Provided data
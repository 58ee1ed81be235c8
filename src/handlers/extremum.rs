//! The single best or worst row for a metric.

use analyst_types::{ChartPayload, ChartType, Dataset, Sheet};
use regex::Regex;
use tracing::debug;

use super::{compose, format_number, row_record, Analysis};
use crate::columns::{contains_word, identifier_column, resolve_metric_column, row_label};

const MAX_KEYWORDS: &[&str] = &[
    "most", "highest", "maximum", "greatest", "largest", "best", "top",
];
const MIN_KEYWORDS: &[&str] = &["least", "lowest", "minimum", "smallest", "worst", "bottom"];

/// Which end of the scale a superlative asks for.
#[derive(Debug, Clone, Copy, PartialEq, Eq)]
pub enum Extreme {
    Max,
    Min,
}

impl Extreme {
    fn word(&self) -> &'static str {
        match self {
            Extreme::Max => "highest",
            Extreme::Min => "lowest",
        }
    }

    fn title_word(&self) -> &'static str {
        match self {
            Extreme::Max => "Highest",
            Extreme::Min => "Lowest",
        }
    }

    fn better(&self, candidate: f64, current: f64) -> bool {
        match self {
            Extreme::Max => candidate > current,
            Extreme::Min => candidate < current,
        }
    }
}

/// Superlative direction of a question, max keywords checked first.
/// `None` when no superlative is present.
pub fn direction(question: &str) -> Option<Extreme> {
    let question_lower = question.to_lowercase();
    if MAX_KEYWORDS.iter().any(|k| contains_word(&question_lower, k)) {
        return Some(Extreme::Max);
    }
    if MIN_KEYWORDS.iter().any(|k| contains_word(&question_lower, k)) {
        return Some(Extreme::Min);
    }
    None
}

/// Find the single row with the extreme value of the resolved metric,
/// optionally narrowed to rows matching an entity phrase from the
/// question. Ties keep the first row in input order.
pub fn run(question: &str, dataset: &Dataset) -> Option<Analysis> {
    let extreme = direction(question)?;
    let phrase = entity_phrase(question);

    let mut sections = Vec::new();
    let mut chart = None;
    for sheet in &dataset.sheets {
        if sheet.is_empty() {
            continue;
        }
        let Some(metric) = resolve_metric_column(question, sheet) else {
            continue;
        };

        // Narrow to rows mentioning the entity phrase; when nothing
        // matches the phrase is ignored rather than producing no answer.
        let all_rows: Vec<usize> = (0..sheet.row_count()).collect();
        let (candidates, narrowed) = match &phrase {
            Some(p) => {
                let matching: Vec<usize> = all_rows
                    .iter()
                    .copied()
                    .filter(|&i| row_mentions(sheet, i, p))
                    .collect();
                if matching.is_empty() {
                    (all_rows, None)
                } else {
                    (matching, Some(p.clone()))
                }
            }
            None => (all_rows, None),
        };

        let mut best: Option<(usize, f64)> = None;
        for index in candidates {
            let Some(value) = sheet
                .rows[index]
                .get(&metric)
                .and_then(|cell| cell.as_number())
            else {
                continue;
            };
            match best {
                Some((_, current)) if !extreme.better(value, current) => {}
                _ => best = Some((index, value)),
            }
        }
        let Some((index, value)) = best else {
            debug!(sheet = %sheet.name, column = %metric, "no numeric values for extremum");
            continue;
        };

        let scope = narrowed
            .as_deref()
            .map(|p| format!(" among \"{}\"", p))
            .unwrap_or_default();
        let label = row_label(sheet, index);
        let identifier = identifier_column(sheet);
        let details = row_details(sheet, index, &metric, identifier.as_deref());
        let mut lines = vec![format!(
            "Sheet \"{}\": {} {}{}",
            sheet.name,
            extreme.word(),
            metric,
            scope,
        )];
        let mut line = format!("  {}: {}", label, format_number(value));
        if !details.is_empty() {
            line.push_str(&format!(" ({})", details));
        }
        lines.push(line);
        sections.push(lines.join("\n"));

        if chart.is_none() {
            let mut record = row_record(sheet, &sheet.rows[index]);
            if identifier.is_none() {
                record.insert("Label".to_string(), serde_json::Value::String(label));
            }
            let x_key = identifier.unwrap_or_else(|| "Label".to_string());
            chart = Some(
                ChartPayload::new(
                    ChartType::Bar,
                    format!("{} {}", extreme.title_word(), metric),
                )
                .with_axis_keys(x_key, metric)
                .with_data(vec![record]),
            );
        }
    }
    compose(sections, chart)
}

/// Entity phrase after the last "of" / "for" / "in" / "by", with the
/// leading article and trailing punctuation removed.
fn entity_phrase(question: &str) -> Option<String> {
    let Ok(re) = Regex::new(r"(?i)^.*\b(?:of|for|in|by)\s+(.+)$") else {
        return None;
    };
    let captures = re.captures(question)?;
    let mut phrase = captures
        .get(1)?
        .as_str()
        .trim()
        .trim_end_matches(['?', '.', '!'])
        .trim()
        .to_lowercase();
    for article in ["the ", "a ", "an "] {
        if let Some(rest) = phrase.strip_prefix(article) {
            phrase = rest.trim().to_string();
            break;
        }
    }
    if phrase.is_empty() {
        None
    } else {
        Some(phrase)
    }
}

/// A row mentions the phrase when any textual cell overlaps it: the whole
/// phrase inside the cell, or the cell as a whole word of the phrase
/// ("red" matches "red faction").
fn row_mentions(sheet: &Sheet, index: usize, phrase: &str) -> bool {
    sheet.rows[index].values().any(|cell| {
        if let analyst_types::CellValue::Text(text) = cell {
            let text = text.trim().to_lowercase();
            !text.is_empty() && (text.contains(phrase) || contains_word(phrase, &text))
        } else {
            false
        }
    })
}

/// The row's remaining fields, excluding the metric and identifier.
fn row_details(sheet: &Sheet, index: usize, metric: &str, identifier: Option<&str>) -> String {
    let mut parts = Vec::new();
    for column in &sheet.columns {
        if column == metric || Some(column.as_str()) == identifier {
            continue;
        }
        if let Some(cell) = sheet.cell(index, column) {
            if !cell.is_empty() {
                parts.push(format!("{}: {}", column, cell.as_text()));
            }
        }
    }
    parts.join(", ")
}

Problem to work on
Copy every line of the data above exactly.

Response
repository 58ee1ed81be235c8
filename src/handlers/extremum.rs
//! The single best or worst row for a metric.

use analyst_types::{ChartPayload, ChartType, Dataset, Sheet};
use regex::Regex;
use tracing::debug;

use super::{compose, format_number, row_record, Analysis};
use crate::columns::{contains_word, identifier_column, resolve_metric_column, row_label};

const MAX_KEYWORDS: &[&str] = &[
    "most", "highest", "maximum", "greatest", "largest", "best", "top",
];
const MIN_KEYWORDS: &[&str] = &["least", "lowest", "minimum", "smallest", "worst", "bottom"];

/// Which end of the scale a superlative asks for.
#[derive(Debug, Clone, Copy, PartialEq, Eq)]
pub enum Extreme {
    Max,
    Min,
}

impl Extreme {
    fn word(&self) -> &'static str {
        match self {
            Extreme::Max => "highest",
            Extreme::Min => "lowest",
        }
    }

    fn title_word(&self) -> &'static str {
        match self {
            Extreme::Max => "Highest",
            Extreme::Min => "Lowest",
        }
    }

    fn better(&self, candidate: f64, current: f64) -> bool {
        match self {
            Extreme::Max => candidate > current,
            Extreme::Min => candidate < current,
        }
    }
}

/// Superlative direction of a question, max keywords checked first.
/// `None` when no superlative is present.
pub fn direction(question: &str) -> Option<Extreme> {
    let question_lower = question.to_lowercase();
    if MAX_KEYWORDS.iter().any(|k| contains_word(&question_lower, k)) {
        return Some(Extreme::Max);
    }
    if MIN_KEYWORDS.iter().any(|k| contains_word(&question_lower, k)) {
        return Some(Extreme::Min);
    }
    None
}

/// Find the single row with the extreme value of the resolved metric,
/// optionally narrowed to rows matching an entity phrase from the
/// question. Ties keep the first row in input order.
pub fn run(question: &str, dataset: &Dataset) -> Option<Analysis> {
    let extreme = direction(question)?;
    let phrase = entity_phrase(question);

    let mut sections = Vec::new();
    let mut chart = None;
    for sheet in &dataset.sheets {
        if sheet.is_empty() {
            continue;
        }
        let Some(metric) = resolve_metric_column(question, sheet) else {
            continue;
        };

        // Narrow to rows mentioning the entity phrase; when nothing
        // matches the phrase is ignored rather than producing no answer.
        let all_rows: Vec<usize> = (0..sheet.row_count()).collect();
        let (candidates, narrowed) = match &phrase {
            Some(p) => {
                let matching: Vec<usize> = all_rows
                    .iter()
                    .copied()
                    .filter(|&i| row_mentions(sheet, i, p))
                    .collect();
                if matching.is_empty() {
                    (all_rows, None)
                } else {
                    (matching, Some(p.clone()))
                }
            }
            None => (all_rows, None),
        };

        let mut best: Option<(usize, f64)> = None;
        for index in candidates {
            let Some(value) = sheet
                .rows[index]
                .get(&metric)
                .and_then(|cell| cell.as_number())
            else {
                continue;
            };
            match best {
                Some((_, current)) if !extreme.better(value, current) => {}
                _ => best = Some((index, value)),
            }
        }
        let Some((index, value)) = best else {
            debug!(sheet = %sheet.name, column = %metric, "no numeric values for extremum");
            continue;
        };

        let scope = narrowed
            .as_deref()
            .map(|p| format!(" among \"{}\"", p))
            .unwrap_or_default();
        let label = row_label(sheet, index);
        let identifier = identifier_column(sheet);
        let details = row_details(sheet, index, &metric, identifier.as_deref());
        let mut lines = vec![format!(
            "Sheet \"{}\": {} {}{}",
            sheet.name,
            extreme.word(),
            metric,
            scope,
        )];
        let mut line = format!("  {}: {}", label, format_number(value));
        if !details.is_empty() {
            line.push_str(&format!(" ({})", details));
        }
        lines.push(line);
        sections.push(lines.join("\n"));

        if chart.is_none() {
            let mut record = row_record(sheet, &sheet.rows[index]);
            if identifier.is_none() {
                record.insert("Label".to_string(), serde_json::Value::String(label));
            }
            let x_key = identifier.unwrap_or_else(|| "Label".to_string());
            chart = Some(
                ChartPayload::new(
                    ChartType::Bar,
                    format!("{} {}", extreme.title_word(), metric),
                )
                .with_axis_keys(x_key, metric)
                .with_data(vec![record]),
            );
        }
    }
    compose(sections, chart)
}

/// Entity phrase after the last "of" / "for" / "in" / "by", with the
/// leading article and trailing punctuation removed.
fn entity_phrase(question: &str) -> Option<String> {
    let Ok(re) = Regex::new(r"(?i)^.*\b(?:of|for|in|by)\s+(.+)$") else {
        return None;
    };
    let captures = re.captures(question)?;
    let mut phrase = captures
        .get(1)?
        .as_str()
        .trim()
        .trim_end_matches(['?', '.', '!'])
        .trim()
        .to_lowercase();
    for article in ["the ", "a ", "an "] {
        if let Some(rest) = phrase.strip_prefix(article) {
            phrase = rest.trim().to_string();
            break;
        }
    }
    if phrase.is_empty() {
        None
    } else {
        Some(phrase)
    }
}

/// A row mentions the phrase when any textual cell overlaps it: the whole
/// phrase inside the cell, or the cell as a whole word of the phrase
/// ("red" matches "red faction").
fn row_mentions(sheet: &Sheet, index: usize, phrase: &str) -> bool {
    sheet.rows[index].values().any(|cell| {
        if let analyst_types::CellValue::Text(text) = cell {
            let text = text.trim().to_lowercase();
            !text.is_empty() && (text.contains(phrase) || contains_word(phrase, &text))
        } else {
            false
        }
    })
}

/// The row's remaining fields, excluding the metric and identifier.
fn row_details(sheet: &Sheet, index: usize, metric: &str, identifier: Option<&str>) -> String {
    let mut parts = Vec::new();
    for column in &sheet.columns {
        if column == metric || Some(column.as_str()) == identifier {
            continue;
        }
        if let Some(cell) = sheet.cell(index, column) {
            if !cell.is_empty() {
                parts.push(format!("{}: {}", column, cell.as_text()));
            }
        }
    }
    parts.join(", ")
}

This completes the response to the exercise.